(Stored data entries)

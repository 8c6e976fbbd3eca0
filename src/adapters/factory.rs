//! Collaborator factory
//!
//! Builds the rasterizer, recognizer and writer described by the
//! configuration.

use crate::adapters::output::FileWriter;
use crate::adapters::poppler::PdftoppmRasterizer;
use crate::adapters::tesseract::TesseractCli;
use crate::adapters::traits::{PageWriter, Rasterizer, Recognizer};
use crate::config::schema::RedactorConfig;
use std::sync::Arc;

/// The external collaborators a document run needs
#[derive(Clone)]
pub struct Collaborators {
    pub rasterizer: Arc<dyn Rasterizer>,
    pub recognizer: Arc<dyn Recognizer>,
    pub writer: Arc<dyn PageWriter>,
}

/// Create collaborators based on the configuration
///
/// # Arguments
///
/// * `config` - The redactor configuration
pub fn create_collaborators(config: &RedactorConfig) -> Collaborators {
    tracing::info!(
        tesseract = %config.ocr.tesseract_path.display(),
        language = %config.ocr.language,
        pdftoppm = %config.pdf.pdftoppm_path.display(),
        "Creating OCR and rasterizer collaborators"
    );

    Collaborators {
        rasterizer: Arc::new(PdftoppmRasterizer::new(config.pdf.pdftoppm_path.clone())),
        recognizer: Arc::new(TesseractCli::new(
            config.ocr.tesseract_path.clone(),
            config.ocr.language.clone(),
        )),
        writer: Arc::new(FileWriter::new()),
    }
}
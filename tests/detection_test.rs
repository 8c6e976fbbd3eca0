//! Integration tests for PHI detection and text redaction

use phi_redactor::redaction::geometry::compute_redaction_rects;
use phi_redactor::redaction::models::{BoundingBox, OcrToken};
use phi_redactor::redaction::{
    DetectionMode, NameTokenSet, PhiCategory, PhiMatch, RedactionEngine, RedactionSettings,
};
use test_case::test_case;

fn engine(mode: DetectionMode) -> RedactionEngine {
    RedactionEngine::new(RedactionSettings::with_mode(mode)).unwrap()
}

fn line_tokens(words: &[&str], line: u32) -> Vec<OcrToken> {
    words
        .iter()
        .enumerate()
        .map(|(i, text)| OcrToken {
            text: text.to_string(),
            confidence: Some(91.0),
            bbox: BoundingBox::new(100 + i as u32 * 120, line * 50, 100, 30),
            block_id: 1,
            paragraph_id: 1,
            line_id: line,
        })
        .collect()
}

const CLINICAL_NOTE: &str = "Patient: Marisol Quintero, DOB: 04/11/1975\n\
    MRN: A7731902\n\
    Contact: m.quintero@example.com, Phone: (555) 234-5678\n\
    Admission: 03/14/2024. Quintero reports knee pain; Marisol agreed to PT.";

#[test]
fn test_labeled_name_and_date_of_birth() {
    let text = "Patient: John Smith, DOB: 01/02/1980";
    let matches = engine(DetectionMode::Normal).find_matches(text, None).unwrap();

    let name = matches
        .iter()
        .find(|m| m.category == PhiCategory::Name)
        .expect("name match");
    assert!(name.text.contains("John Smith"));

    let dob = matches
        .iter()
        .find(|m| m.category == PhiCategory::Dob)
        .expect("dob match");
    assert_eq!(dob.text, "DOB: 01/02/1980");
    assert!(dob.confidence >= 0.95);

    // The generic date rule must not claim the labeled birth date
    assert!(matches.iter().all(|m| m.category != PhiCategory::Date));
}

#[test]
fn test_single_email() {
    let text = "Contact: jane@example.com";
    let matches = engine(DetectionMode::Normal).find_matches(text, None).unwrap();

    assert_eq!(matches.len(), 1);
    assert_eq!(matches[0].category, PhiCategory::Email);
    assert_eq!(matches[0].text, "jane@example.com");
    assert_eq!(&text[matches[0].start..matches[0].end], "jane@example.com");
    assert!((matches[0].confidence - 0.98).abs() < 1e-6);
}

#[test]
fn test_bare_zip_depends_on_mode() {
    let text = "Zip 90210";

    let normal = engine(DetectionMode::Normal).find_matches(text, None).unwrap();
    assert!(normal.iter().all(|m| m.category != PhiCategory::ZipCode));

    let aggressive = engine(DetectionMode::Aggressive)
        .find_matches(text, None)
        .unwrap();
    let zips: Vec<&PhiMatch> = aggressive
        .iter()
        .filter(|m| m.category == PhiCategory::ZipCode)
        .collect();
    assert_eq!(zips.len(), 1);
    assert_eq!(zips[0].text, "90210");
    assert!((zips[0].confidence - 0.5).abs() < f32::EPSILON);
}

#[test]
fn test_short_name_found_on_later_page() {
    let engine = engine(DetectionMode::Normal);
    let page_one = line_tokens(&["KJ", "is", "stable"], 1);
    let page_two = line_tokens(&["Patient:", "KJ", "Burmaster"], 1);

    // Discovery sees nothing name-like on the first page by itself
    assert!(engine.discover_page_names(&page_one).unwrap().is_empty());

    let mut known = NameTokenSet::new();
    known.extend(engine.discover_page_names(&page_one).unwrap());
    known.extend(engine.discover_page_names(&page_two).unwrap());
    assert!(known.contains("KJ"));
    assert!(known.contains("Burmaster"));

    let mut page = image::RgbImage::from_pixel(1200, 1100, image::Rgb([255, 255, 255]));
    let result = engine
        .redact_page(&mut page, 1.0, &page_one, Some(&known))
        .unwrap();

    assert_eq!(result.canonical_text, "KJ is stable");
    assert_eq!(result.matches.len(), 1);
    assert_eq!(result.matches[0].text, "KJ");
    assert_eq!(result.matches[0].category, PhiCategory::Name);
    assert!((result.matches[0].confidence - 0.85).abs() < 1e-6);
    assert_eq!(result.redacted_text, "[NAME] is stable");
    assert_eq!(result.rects_drawn, 1);
    assert_eq!(page.get_pixel(150, 65), &image::Rgb([0, 0, 0]));
    assert_eq!(page.get_pixel(270, 65), &image::Rgb([255, 255, 255]));
}

#[test_case("Contact: jane@example.com", PhiCategory::Email; "email address")]
#[test_case("SSN: 123-45-6789", PhiCategory::Ssn; "labeled ssn")]
#[test_case("MRN: A123456", PhiCategory::Mrn; "medical record number")]
#[test_case("Visit https://portal.example.org/records", PhiCategory::Url; "web url")]
#[test_case("Server 192.168.1.10 logged", PhiCategory::IpAddress; "ip address")]
#[test_case("Admission: 03/14/2024", PhiCategory::ServiceDate; "service date")]
#[test_case("Pronouns: they/them", PhiCategory::Pronouns; "pronouns")]
#[test_case("Sex: Female", PhiCategory::Gender; "labeled gender")]
#[test_case("Resident aged 94", PhiCategory::Age90Plus; "age over 89")]
#[test_case("Room 412B", PhiCategory::Location; "room number")]
#[test_case("NPI: 1234567890", PhiCategory::License; "provider identifier")]
#[test_case("Account Number: 889900", PhiCategory::Account; "account number")]
#[test_case("Seen on 2024-03-14", PhiCategory::Date; "iso date")]
fn test_rule_category(text: &str, expected: PhiCategory) {
    let matches = engine(DetectionMode::Normal).find_matches(text, None).unwrap();
    assert!(
        matches.iter().any(|m| m.category == expected),
        "expected {expected} in {text:?}, got {matches:?}"
    );
}

#[test_case("Male patient presents", PhiCategory::Gender; "bare gender")]
#[test_case("Seen 03/14/24", PhiCategory::Date; "two digit year")]
fn test_aggressive_only_rule(text: &str, expected: PhiCategory) {
    let normal = engine(DetectionMode::Normal).find_matches(text, None).unwrap();
    assert!(normal.iter().all(|m| m.category != expected));

    let aggressive = engine(DetectionMode::Aggressive)
        .find_matches(text, None)
        .unwrap();
    assert!(aggressive.iter().any(|m| m.category == expected));
}

#[test]
fn test_excluded_phrase_is_never_a_name() {
    let text = "Referred to Physical Therapy and Internal Medicine.";
    let matches = engine(DetectionMode::Aggressive)
        .find_matches(text, None)
        .unwrap();
    assert!(matches.iter().all(|m| !m.category.is_name_like()));
}

#[test_case(DetectionMode::Normal; "normal")]
#[test_case(DetectionMode::Aggressive; "aggressive")]
fn test_matches_are_sorted_disjoint_and_above_threshold(mode: DetectionMode) {
    let matches = engine(mode).find_matches(CLINICAL_NOTE, None).unwrap();
    assert!(!matches.is_empty());

    for m in &matches {
        assert!(m.start < m.end);
        assert_eq!(&CLINICAL_NOTE[m.start..m.end], m.text);
        assert!(m.confidence >= mode.threshold());
    }
    for pair in matches.windows(2) {
        assert!(pair[0].end <= pair[1].start, "{:?} overlaps {:?}", pair[0], pair[1]);
    }
}

#[test]
fn test_detection_is_deterministic() {
    let engine = engine(DetectionMode::Aggressive);
    let first: Vec<PhiMatch> = engine.find_matches(CLINICAL_NOTE, None).unwrap();
    let second: Vec<PhiMatch> = engine.find_matches(CLINICAL_NOTE, None).unwrap();
    assert_eq!(first, second);
}

#[test]
fn test_redacted_text_contains_no_matched_value() {
    let result = engine(DetectionMode::Normal)
        .redact_buffer(CLINICAL_NOTE, None)
        .unwrap();

    for m in &result.matches {
        assert!(
            !result.redacted_text.contains(&m.text),
            "{:?} survived redaction",
            m.text
        );
    }
    assert!(result.redacted_text.contains("[EMAIL]"));
    assert!(result.redacted_text.contains("[DOB]"));
    assert!(!result.redacted_text.contains("Quintero"));
    assert!(!result.redacted_text.contains("Marisol"));
}

const VISIT_NOTE: &str = "Patient: KJ Burmaster, seen today. Visited Burmaster Clinic after.";

#[test_case(CLINICAL_NOTE, DetectionMode::Normal, "Quintero"; "clinical note normal")]
#[test_case(CLINICAL_NOTE, DetectionMode::Aggressive, "Quintero"; "clinical note aggressive")]
#[test_case(VISIT_NOTE, DetectionMode::Normal, "Burmaster"; "visit note normal")]
#[test_case(VISIT_NOTE, DetectionMode::Aggressive, "Burmaster"; "visit note aggressive")]
fn test_every_occurrence_of_a_name_token_is_covered(text: &str, mode: DetectionMode, token: &str) {
    let engine = engine(mode);
    let matches = engine.find_matches(text, None).unwrap();
    let tokens = engine.extract_name_tokens(&matches);
    assert!(tokens.contains(token));

    for token in &tokens {
        for (offset, _) in text.match_indices(token.as_str()) {
            let end = offset + token.len();
            let whole_word = !text[..offset]
                .chars()
                .next_back()
                .is_some_and(char::is_alphanumeric)
                && !text[end..]
                    .chars()
                    .next()
                    .is_some_and(char::is_alphanumeric);
            if !whole_word {
                continue;
            }
            assert!(
                matches.iter().any(|m| m.category == PhiCategory::Name
                    && m.start <= offset
                    && end <= m.end),
                "{token} at {offset} is not covered by a NAME match in {mode} mode"
            );
        }
    }
}

#[test]
fn test_known_name_inside_capitalized_pair_becomes_name() {
    let known: NameTokenSet = ["Burmaster".to_string()].into();
    let matches = engine(DetectionMode::Aggressive)
        .find_matches("Visited Burmaster yesterday", Some(&known))
        .unwrap();

    let burmaster = matches
        .iter()
        .find(|m| m.text == "Burmaster")
        .expect("token match");
    assert_eq!(burmaster.category, PhiCategory::Name);
    assert_eq!((burmaster.start, burmaster.end), (8, 17));
}

#[test]
fn test_redaction_rects_contain_scaled_boxes() {
    let boxes = [BoundingBox::new(201, 101, 79, 39), BoundingBox::new(0, 0, 0, 10)];
    let rects = compute_redaction_rects(&boxes, 2.0, 2, (1000, 800));

    // The zero-width box is skipped
    assert_eq!(rects.len(), 1);
    let rect = rects[0];
    assert!(f64::from(rect.left) <= 201.0 / 2.0 - 2.0);
    assert!(f64::from(rect.top) <= 101.0 / 2.0 - 2.0);
    assert!(f64::from(rect.right) >= 280.0 / 2.0 + 2.0);
    assert!(f64::from(rect.bottom) >= 140.0 / 2.0 + 2.0);
}

#[test]
fn test_redaction_rects_clamped_to_image() {
    let boxes = [BoundingBox::new(1990, 1590, 40, 40)];
    let rects = compute_redaction_rects(&boxes, 2.0, 4, (1000, 800));

    assert_eq!(rects.len(), 1);
    assert_eq!(rects[0].right, 1000);
    assert_eq!(rects[0].bottom, 800);
    assert!(rects[0].left < rects[0].right);
}
//! Audit logger for redaction runs

use crate::domain::{RedactorError, Result};
use crate::redaction::config::AuditConfig;
use crate::redaction::models::{PhiMatch, RedactionOutcome};
use serde::Serialize;
use sha2::{Digest, Sha256};
use std::collections::BTreeMap;
use std::fs::OpenOptions;
use std::io::Write;
use std::path::PathBuf;

/// Audit log entry
#[derive(Debug, Serialize)]
struct AuditLogEntry {
    timestamp: String,
    run_id: String,
    input: String,
    output: String,
    kind: String,
    mode: String,
    pages: usize,
    detections_count: usize,
    category_counts: BTreeMap<String, usize>,
    processing_time_ms: u64,
    detections: Vec<AuditDetection>,
}

/// Audit detection entry (with hashed PHI)
#[derive(Debug, Serialize)]
struct AuditDetection {
    page: usize,
    category: String,
    start: usize,
    end: usize,
    confidence: f32,
    /// SHA-256 hash of the matched value (never log plaintext PHI)
    value_hash: String,
}

/// Audit logger for redaction runs
#[derive(Debug)]
pub struct AuditLogger {
    log_path: PathBuf,
    json_format: bool,
    enabled: bool,
}

impl AuditLogger {
    /// Create a new audit logger
    pub fn new(log_path: PathBuf, json_format: bool, enabled: bool) -> Result<Self> {
        if enabled {
            if let Some(parent) = log_path.parent().filter(|p| !p.as_os_str().is_empty()) {
                std::fs::create_dir_all(parent).map_err(|e| {
                    RedactorError::Audit(format!(
                        "Failed to create audit log directory {}: {e}",
                        parent.display()
                    ))
                })?;
            }
        }

        Ok(Self {
            log_path,
            json_format,
            enabled,
        })
    }

    /// Create an audit logger from configuration
    pub fn from_config(config: &AuditConfig) -> Result<Self> {
        Self::new(config.log_path.clone(), config.json_format, config.enabled)
    }

    /// Whether entries are written
    pub fn is_enabled(&self) -> bool {
        self.enabled
    }

    /// Log a completed document
    pub fn log_redaction(&self, outcome: &RedactionOutcome) -> Result<()> {
        if !self.enabled {
            return Ok(());
        }

        let detections = outcome
            .pages
            .iter()
            .flat_map(|page| {
                page.matches
                    .iter()
                    .map(move |m| Self::create_audit_detection(page.page_number, m))
            })
            .collect();

        let entry = AuditLogEntry {
            timestamp: outcome.timestamp.to_rfc3339(),
            run_id: outcome.run_id.to_string(),
            input: outcome.input.display().to_string(),
            output: outcome.output.display().to_string(),
            kind: outcome.kind.to_string(),
            mode: outcome.mode.to_string(),
            pages: outcome.pages.len(),
            detections_count: outcome.total_matches(),
            category_counts: outcome
                .category_counts()
                .into_iter()
                .map(|(c, n)| (c.label().to_string(), n))
                .collect(),
            processing_time_ms: outcome.processing_time_ms,
            detections,
        };

        self.write_entry(&entry)
    }

    fn create_audit_detection(page: usize, m: &PhiMatch) -> AuditDetection {
        AuditDetection {
            page,
            category: m.category.label().to_string(),
            start: m.start,
            end: m.end,
            confidence: m.confidence,
            value_hash: hash_phi_value(&m.text),
        }
    }

    /// Write an audit entry to the log file
    fn write_entry(&self, entry: &AuditLogEntry) -> Result<()> {
        let mut file = OpenOptions::new()
            .create(true)
            .append(true)
            .open(&self.log_path)
            .map_err(|e| {
                RedactorError::Audit(format!(
                    "Failed to open audit log {}: {e}",
                    self.log_path.display()
                ))
            })?;

        let line = if self.json_format {
            serde_json::to_string(entry)?
        } else {
            format!(
                "[{}] Run: {} | Input: {} | Mode: {} | Pages: {} | Detections: {} | Time: {}ms",
                entry.timestamp,
                entry.run_id,
                entry.input,
                entry.mode,
                entry.pages,
                entry.detections_count,
                entry.processing_time_ms
            )
        };

        writeln!(file, "{line}")
            .map_err(|e| RedactorError::Audit(format!("Failed to write audit entry: {e}")))
    }
}

/// Hash a PHI value using SHA-256
fn hash_phi_value(value: &str) -> String {
    let mut hasher = Sha256::new();
    hasher.update(value.as_bytes());
    format!("{:x}", hasher.finalize())
}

Exercise
State the number of lines in the records that include the word "display", and add nothing to it.

Solution for this problem
6